//! Subscription tier lookup
//!
//! Maps a subject to the tier whose policy applies to it.

mod tier_resolver;

pub use tier_resolver::{SqlxTierResolver, StaticTierResolver, build_tier_resolver};
//! Admission control errors

use thiserror::Error;

/// Errors returned to callers of the coordinator.
///
/// A quota denial is not an error; it is reported through
/// `RateLimitResult::allowed`.
#[derive(Error, Debug, Clone, PartialEq, Eq)]
pub enum RateLimitError {
    #[error("Subject id cannot be empty")]
    EmptySubject,

    #[error("Resource path cannot be empty")]
    EmptyResource,
}

/// Distributed store failures. Never surfaced to end users.
#[derive(Error, Debug)]
pub enum StoreError {
    #[error("Invalid store URL: {0}")]
    InvalidUrl(#[source] redis::RedisError),

    #[error("Store is disconnected")]
    Disconnected,

    #[error("Store operation '{operation}' timed out after {timeout_ms}ms")]
    Timeout {
        operation: &'static str,
        timeout_ms: u64,
    },

    #[error("Redis error: {0}")]
    Redis(#[from] redis::RedisError),

    #[error("Unexpected reply from store: {0}")]
    UnexpectedReply(String),
}

impl StoreError {
    /// Whether retrying the same round trip may succeed
    pub fn is_transient(&self) -> bool {
        match self {
            StoreError::Timeout { .. } => true,
            StoreError::Redis(e) => {
                e.is_io_error() || e.is_timeout() || e.is_connection_dropped()
            }
            _ => false,
        }
    }
}

/// Tier lookup failures; the coordinator falls back to the free tier.
#[derive(Error, Debug)]
pub enum TierResolutionError {
    #[error("Database error: {0}")]
    Database(#[from] sqlx::Error),

    #[error("Tier lookup timed out after {timeout_ms}ms")]
    Timeout { timeout_ms: u64 },
}
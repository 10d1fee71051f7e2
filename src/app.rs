//! Application setup and wiring

use std::sync::Arc;
use std::time::Instant;

use axum::Router;

use quotaguard_core::Config;
use quotaguard_core::infrastructure::{RateLimiterService, build_tier_resolver};

use crate::presentation::{AppState, IdentityState, create_router};

/// Handle returned from create_app for graceful shutdown coordination
pub struct AppHandle {
    pub router: Router,
    /// Closed by the caller once the server has stopped
    pub rate_limiter: Arc<RateLimiterService>,
}

/// Build the admission controller and the router around it
pub async fn create_app(
    config: Config,
) -> Result<AppHandle, Box<dyn std::error::Error + Send + Sync>> {
    let startup_time = Instant::now();

    let tier_resolver = build_tier_resolver(&config.tier_resolver)?;

    let rate_limiter = Arc::new(
        RateLimiterService::connect(config.rate_limit.clone(), &config.store, tier_resolver)
            .await?,
    );
    rate_limiter.start();

    let status = rate_limiter.status();
    tracing::info!(
        enabled = status.enabled,
        distributed = status.using_distributed_store,
        "Rate limiter initialized"
    );

    let identity = IdentityState::new(&config.server.identity_header)?;

    let state = AppState {
        rate_limiter: rate_limiter.clone(),
        admin_token: config.server.admin_token.as_deref().map(Arc::from),
        startup_time,
    };

    let router = create_router(state, identity, &config);

    Ok(AppHandle {
        router,
        rate_limiter,
    })
}
pub const DEFAULT_LISTEN: &str = "127.0.0.1:5000";
pub const CHAIN_PATH: &str = "/get_chain";
pub const DEFAULT_PEER_TIMEOUT_MS: u64 = 5_000;
pub const DEFAULT_REWARD_RECEIVER: &str = "R2";
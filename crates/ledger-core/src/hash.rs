use serde_json::{Map, Value};
use sha2::{Digest, Sha256};

use crate::block::Block;

pub fn sha256_hex(bytes: &[u8]) -> String {
    let mut hasher = Sha256::new();
    hasher.update(bytes);
    hex::encode(hasher.finalize())
}

/// Compact JSON of the block with object keys in lexicographic order at every level.
pub fn canonical_json(block: &Block) -> serde_json::Result<Vec<u8>> {
    let value = sorted(serde_json::to_value(block)?);
    serde_json::to_vec(&value)
}

/// Hex SHA-256 over the canonical encoding of the whole block, transactions included.
pub fn hash_block(block: &Block) -> serde_json::Result<String> {
    Ok(sha256_hex(&canonical_json(block)?))
}

// Rebuild maps in key order so the encoding does not depend on how serde_json's
// map type is configured elsewhere in the dependency graph.
fn sorted(value: Value) -> Value {
    match value {
        Value::Object(map) => {
            let mut entries: Vec<(String, Value)> = map.into_iter().collect();
            entries.sort_by(|a, b| a.0.cmp(&b.0));
            let mut out = Map::with_capacity(entries.len());
            for (k, v) in entries {
                out.insert(k, sorted(v));
            }
            Value::Object(out)
        }
        Value::Array(items) => Value::Array(items.into_iter().map(sorted).collect()),
        other => other,
    }
}
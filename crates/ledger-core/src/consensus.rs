//! Longest-valid-chain reconciliation against the ledger's peers.

use std::{sync::Arc, time::Duration};

use async_trait::async_trait;
use futures::future::join_all;
use serde::{Deserialize, Serialize};
use tracing::{debug, info, warn};

use crate::{
    block::Block,
    constants::PEER_FETCH_TIMEOUT_MS,
    error::PeerError,
    ledger::Ledger,
    pow::DifficultyPolicy,
    validate::ValidatedChain,
};

/// What a node exposes to its peers: the full chain and its length.
#[derive(Clone, Debug, PartialEq, Serialize, Deserialize)]
pub struct ChainSnapshot {
    pub chain: Vec<Block>,
    pub length: usize,
}

impl ChainSnapshot {
    pub fn new(chain: Vec<Block>) -> Self {
        let length = chain.len();
        Self { chain, length }
    }
}

/// Transport used to pull a peer's chain.
#[async_trait]
pub trait PeerClient: Send + Sync {
    async fn fetch_chain(&self, peer: &str) -> Result<ChainSnapshot, PeerError>;
}

#[async_trait]
impl<T: PeerClient + ?Sized> PeerClient for Arc<T> {
    async fn fetch_chain(&self, peer: &str) -> Result<ChainSnapshot, PeerError> {
        (**self).fetch_chain(peer).await
    }
}

#[derive(Clone, Debug)]
pub struct Reconciler<C> {
    client: C,
    timeout: Duration,
}

impl<C: PeerClient> Reconciler<C> {
    pub fn new(client: C) -> Self {
        Self {
            client,
            timeout: Duration::from_millis(PEER_FETCH_TIMEOUT_MS),
        }
    }

    /// Per-peer bound on a single fetch.
    pub fn with_timeout(mut self, timeout: Duration) -> Self {
        self.timeout = timeout;
        self
    }

    pub fn client(&self) -> &C {
        &self.client
    }

    /// Adopts the longest valid peer chain that is strictly longer than the local one.
    ///
    /// Peers are queried concurrently, each under its own timeout. Any failure only
    /// drops that peer. Returns `true` if the local chain was replaced.
    pub async fn reconcile<P: DifficultyPolicy>(&self, ledger: &Ledger<P>) -> bool {
        let peers = ledger.peers();
        if peers.is_empty() {
            debug!("no peers to reconcile with");
            return false;
        }
        let local_len = ledger.len();
        let results = join_all(peers.iter().map(|peer| self.fetch(peer))).await;

        let mut best: Option<ValidatedChain> = None;
        for (peer, result) in peers.iter().zip(results) {
            let snapshot = match result {
                Ok(snapshot) => snapshot,
                Err(err) => {
                    warn!(%peer, error = %err, "skipping peer");
                    continue;
                }
            };
            let floor = best.as_ref().map_or(local_len, ValidatedChain::len);
            if snapshot.chain.len() <= floor {
                debug!(%peer, length = snapshot.length, floor, "peer chain not longer");
                continue;
            }
            match ValidatedChain::new(snapshot.chain, ledger.pow()) {
                Ok(chain) => best = Some(chain),
                Err(err) => warn!(%peer, error = %err, "rejecting peer chain"),
            }
        }

        match best {
            Some(chain) => {
                info!(local_len, candidate = chain.len(), "adopting longer peer chain");
                ledger.replace_chain(chain)
            }
            None => false,
        }
    }

    async fn fetch(&self, peer: &str) -> Result<ChainSnapshot, PeerError> {
        let snapshot = tokio::time::timeout(self.timeout, self.client.fetch_chain(peer))
            .await
            .map_err(|_| PeerError::Timeout {
                peer: peer.to_string(),
                millis: self.timeout.as_millis(),
            })??;
        if snapshot.length != snapshot.chain.len() {
            return Err(PeerError::Malformed {
                peer: peer.to_string(),
                reason: format!(
                    "reported length {} but sent {} blocks",
                    snapshot.length,
                    snapshot.chain.len()
                ),
            });
        }
        Ok(snapshot)
    }
}
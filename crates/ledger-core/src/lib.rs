pub mod block;
pub mod consensus;
pub mod constants;
pub mod error;
pub mod hash;
pub mod ledger;
pub mod peers;
pub mod pow;
pub mod validate;

pub use block::{Block, Transaction};
pub use consensus::{ChainSnapshot, PeerClient, Reconciler};
pub use error::{LedgerError, PeerError, ValidationError};
pub use hash::hash_block;
pub use ledger::{Ledger, MinerReward};
pub use peers::{normalize_address, PeerSet};
pub use pow::{DifficultyPolicy, HexPrefix, ProofOfWork};
pub use validate::{is_valid, validate_chain, ValidatedChain};
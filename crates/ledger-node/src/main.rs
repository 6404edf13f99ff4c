use std::sync::Arc;

use clap::Parser;
use ledger_core::{Ledger, MinerReward, PeerClient, PeerSet, Reconciler};
use ledger_node::{router, AppState, Args, HttpPeerClient, NodeConfig};
use tracing::{info, warn, Level};

#[tokio::main]
async fn main() -> anyhow::Result<()> {
    tracing_subscriber::fmt()
        .with_max_level(Level::DEBUG)
        .with_env_filter(tracing_subscriber::EnvFilter::from_default_env())
        .init();

    let config = NodeConfig::from_args(Args::parse())?;
    let node_id = uuid::Uuid::new_v4().simple().to_string();

    let ledger = Ledger::new(config.pow())
        .with_peers(PeerSet::with_self(&config.public_addr)?)
        .with_reward(MinerReward::new(node_id.clone(), config.reward_to.clone()));
    for peer in &config.peers {
        if let Err(err) = ledger.add_peer(peer) {
            warn!(%peer, error = %err, "skipping configured peer");
        }
    }

    let client: Arc<dyn PeerClient> = Arc::new(HttpPeerClient::new(config.peer_timeout)?);
    let reconciler = Reconciler::new(client).with_timeout(config.peer_timeout);
    let app = router(AppState::new(ledger, reconciler));

    info!(
        %node_id,
        difficulty = config.difficulty,
        "ledger-node listening on http://{}",
        config.listen
    );
    let listener = tokio::net::TcpListener::bind(config.listen).await?;
    axum::serve(listener, app)
        .with_graceful_shutdown(async {
            let _ = tokio::signal::ctrl_c().await;
            info!("shutting down");
        })
        .await?;
    Ok(())
}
- - -
◆ What is being asked: Nothing but a number is expected here: say how many lines in the material hold "coordinator".

◆ Task output: 2